Depuis « Nakba », mon message n’a cessé d’être celui-ci : devant l’urgence des menaces qui nous concernent, il est impératif de laisser de côté nos divergences idéologiques ; de nous focaliser sur ce qui nous unit et non plus sur les faux antagonismes créés de toutes pièces. Je le répète : ce système dualiste, auquel internet procure un approfondissement exponentiel, est à la source de tout impérialisme. Il est à extirper d’abord de nos esprits et de nos cœurs… Cette crainte de nous dissoudre ou de nous perdre dans le grand Tout n’est que la gestation d’un retour conscient à la simple Unicité qu’au fond, nous n’avions jamais oubliée.

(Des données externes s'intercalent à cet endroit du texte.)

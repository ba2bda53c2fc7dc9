use std::collections::HashMap;

use cinder_bound::{LocalId, LocalSymbol, SynthesizedLocalKind};
use cinder_diagnostics::DiagnosticMessage;
use cinder_il::{InstructionSink, LocalDebugId, LocalDeclaration, LocalSlot};
use cinder_type::{span::Span, types::TypeId};

use crate::generator::{CodeGenerator, EmitStyle};

/// Slots a local signature can hold.
pub const MAX_LOCALS: usize = 0xFFFF;

/// Ordinals that tell apart synthesized locals declared at the same syntax offset.
///
/// Keyed by `(syntax offset, kind)`. Asking again for a local that already has an ordinal
/// returns the same one.
#[derive(Debug, Default)]
pub struct SynthesizedLocalOrdinals {
  next: HashMap<(i32, SynthesizedLocalKind), i32>,
  assigned: HashMap<LocalId, i32>,
}

impl SynthesizedLocalOrdinals {
  pub fn new() -> Self {
    Self::default()
  }

  pub fn assign(
    &mut self,
    local: &LocalSymbol,
    syntax_offset: i32,
  ) -> i32 {
    if local.is_user_defined() {
      return 0;
    }

    if let Some(&ordinal) = self.assigned.get(&local.id) {
      return ordinal;
    }

    let ordinal = self.next_ordinal(local.kind, syntax_offset);
    self.assigned.insert(local.id, ordinal);
    ordinal
  }

  /// Hands out an ordinal for a local the emitter creates itself, which has no bound symbol.
  pub fn next_ordinal(
    &mut self,
    kind: SynthesizedLocalKind,
    syntax_offset: i32,
  ) -> i32 {
    let counter = self.next.entry((syntax_offset, kind)).or_insert(0);
    let ordinal = *counter;
    *counter += 1;
    ordinal
  }

  pub fn len(&self) -> usize {
    self.assigned.len()
  }

  pub fn is_empty(&self) -> bool {
    self.assigned.is_empty()
  }
}

/// Slot bookkeeping for one method body.
#[derive(Debug, Default)]
pub struct LocalAllocator {
  slots: HashMap<LocalId, LocalSlot>,
  /// Released slots, reusable by a later local of the same type.
  free: Vec<(TypeId, LocalSlot)>,
  declared: usize,
  overflow_reported: bool,
}

impl LocalAllocator {
  pub fn new() -> Self {
    Self::default()
  }

  /// Declares a fresh slot, or `None` once the signature is full.
  pub fn declare(
    &mut self,
    sink: &mut dyn InstructionSink,
    declaration: LocalDeclaration,
  ) -> Option<LocalSlot> {
    if self.declared >= MAX_LOCALS {
      return None;
    }
    self.declared += 1;
    Some(sink.declare_local(declaration))
  }

  pub fn bind(
    &mut self,
    local: LocalId,
    slot: LocalSlot,
  ) {
    let previous = self.slots.insert(local, slot);
    assert!(previous.is_none(), "local {:?} declared twice", local);
  }

  pub fn slot(
    &self,
    local: LocalId,
  ) -> Option<LocalSlot> {
    self.slots.get(&local).copied()
  }

  pub fn unbind(
    &mut self,
    local: LocalId,
  ) -> Option<LocalSlot> {
    self.slots.remove(&local)
  }

  pub fn take_free(
    &mut self,
    ty: TypeId,
  ) -> Option<LocalSlot> {
    let index = self.free.iter().position(|(free_ty, _)| *free_ty == ty)?;
    Some(self.free.remove(index).1)
  }

  pub fn release(
    &mut self,
    ty: TypeId,
    slot: LocalSlot,
  ) {
    self.free.push((ty, slot));
  }

  pub fn declared(&self) -> usize {
    self.declared
  }
}

/// Long-lived synthesized locals get `$S<kind>$<nnnn>` names so debuggers can show them.
pub fn synthesized_local_name(
  kind: SynthesizedLocalKind,
  unique: u32,
) -> String {
  format!("$S{}${:04}", kind.code(), unique)
}

impl CodeGenerator<'_> {
  pub(crate) fn is_stack_local(
    &self,
    local: LocalId,
  ) -> bool {
    self.stack_locals.as_ref().is_some_and(|set| set.contains(&local))
  }

  pub(crate) fn local_slot(
    &self,
    local: LocalId,
  ) -> LocalSlot {
    self
      .locals
      .slot(local)
      .unwrap_or_else(|| panic!("local {:?} used outside its declaring scope", local))
  }

  /// Gives a bound local its slot. Stack locals get none.
  pub(crate) fn define_local(
    &mut self,
    local: &LocalSymbol,
  ) {
    if self.is_stack_local(local.id) {
      return;
    }

    let debug = self.style == EmitStyle::Debug;
    if local.kind.is_slot_reusable(debug)
      && let Some(slot) = self.locals.take_free(local.ty)
    {
      self.locals.bind(local.id, slot);
      return;
    }

    let token = self.translate_type(local.ty, &local.declarator);
    let name = self.local_debug_name(local);
    let debug_id = if debug && local.kind.is_long_lived() {
      let syntax_offset = self.method.local_syntax_offset(&local.declarator);
      let ordinal = self.ordinals().assign(local, syntax_offset);
      Some(LocalDebugId { syntax_offset, ordinal })
    } else {
      None
    };

    let slot = self.declare_slot(
      LocalDeclaration {
        ty: local.ty,
        token,
        name,
        debug_id,
      },
      &local.declarator,
    );
    self.locals.bind(local.id, slot);
  }

  pub(crate) fn free_local(
    &mut self,
    local: &LocalSymbol,
  ) {
    let Some(slot) = self.locals.unbind(local.id) else {
      return;
    };

    if local.kind.is_slot_reusable(self.style == EmitStyle::Debug) {
      self.locals.release(local.ty, slot);
    }
  }

  /// Short-lived unnamed slot for the emitter's own use. Give it back with [`Self::free_temp`].
  pub(crate) fn allocate_temp(
    &mut self,
    ty: TypeId,
    syntax: &Span,
  ) -> LocalSlot {
    if let Some(slot) = self.locals.take_free(ty) {
      return slot;
    }

    let token = self.translate_type(ty, syntax);
    self.declare_slot(
      LocalDeclaration {
        ty,
        token,
        name: None,
        debug_id: None,
      },
      syntax,
    )
  }

  pub(crate) fn free_temp(
    &mut self,
    ty: TypeId,
    slot: LocalSlot,
  ) {
    self.locals.release(ty, slot);
  }

  /// The single slot every indirect return stores into.
  pub(crate) fn lazy_return_temp(&mut self) -> LocalSlot {
    if let Some(slot) = self.return_temp {
      return slot;
    }

    assert!(
      !self.method.returns_void,
      "void method '{}' cannot return a value",
      self.method.name
    );

    let ty = self.method.return_type;
    let syntax = self.body_span();
    let slot = if self.style == EmitStyle::Debug {
      let kind = SynthesizedLocalKind::FunctionReturnValue;
      let token = self.translate_type(ty, &syntax);
      let name = Some(self.next_synthesized_name(kind));
      let syntax_offset = self.method.local_syntax_offset(&syntax);
      let ordinal = self.ordinals().next_ordinal(kind, syntax_offset);
      self.declare_slot(
        LocalDeclaration {
          ty,
          token,
          name,
          debug_id: Some(LocalDebugId { syntax_offset, ordinal }),
        },
        &syntax,
      )
    } else {
      self.allocate_temp(ty, &syntax)
    };

    self.return_temp = Some(slot);
    slot
  }

  fn local_debug_name(
    &mut self,
    local: &LocalSymbol,
  ) -> Option<String> {
    if local.is_user_defined() {
      Some(local.name.clone())
    } else if local.kind.is_long_lived() {
      Some(self.next_synthesized_name(local.kind))
    } else {
      None
    }
  }

  fn next_synthesized_name(
    &mut self,
    kind: SynthesizedLocalKind,
  ) -> String {
    let name = synthesized_local_name(kind, self.synthesized_names);
    self.synthesized_names += 1;
    name
  }

  fn declare_slot(
    &mut self,
    declaration: LocalDeclaration,
    syntax: &Span,
  ) -> LocalSlot {
    match self.locals.declare(&mut *self.sink, declaration) {
      Some(slot) => slot,
      None => {
        if !self.locals.overflow_reported {
          self.locals.overflow_reported = true;
          self.diagnostics.report(DiagnosticMessage::TooManyLocals {
            method: self.method.name.clone(),
            span: syntax.clone(),
          });
        }
        LocalSlot(u16::MAX)
      },
    }
  }
}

À l’image de la Terre et du Ciel, l’Homme est une sphère vouée à l’irrésistible Révolution. Et si en effet, dans cette nuit noire de l’âme, nous ressentons cette peur et cet insondable vertige devant l’inconnu, nous pouvons être certains que l’épreuve qui nous attend soit à la mesure du soleil radieux que nous appelons de nos vœux, et dont nous devinons déjà, sous nos paupières mi-closes, les premiers rayons de l’aurore.

Le rêve perd peu à peu de sa consistance, et déjà demain nous appelle. Il exige de nous le courage de le regarder dans les yeux… L’heure est venue de nous réveiller.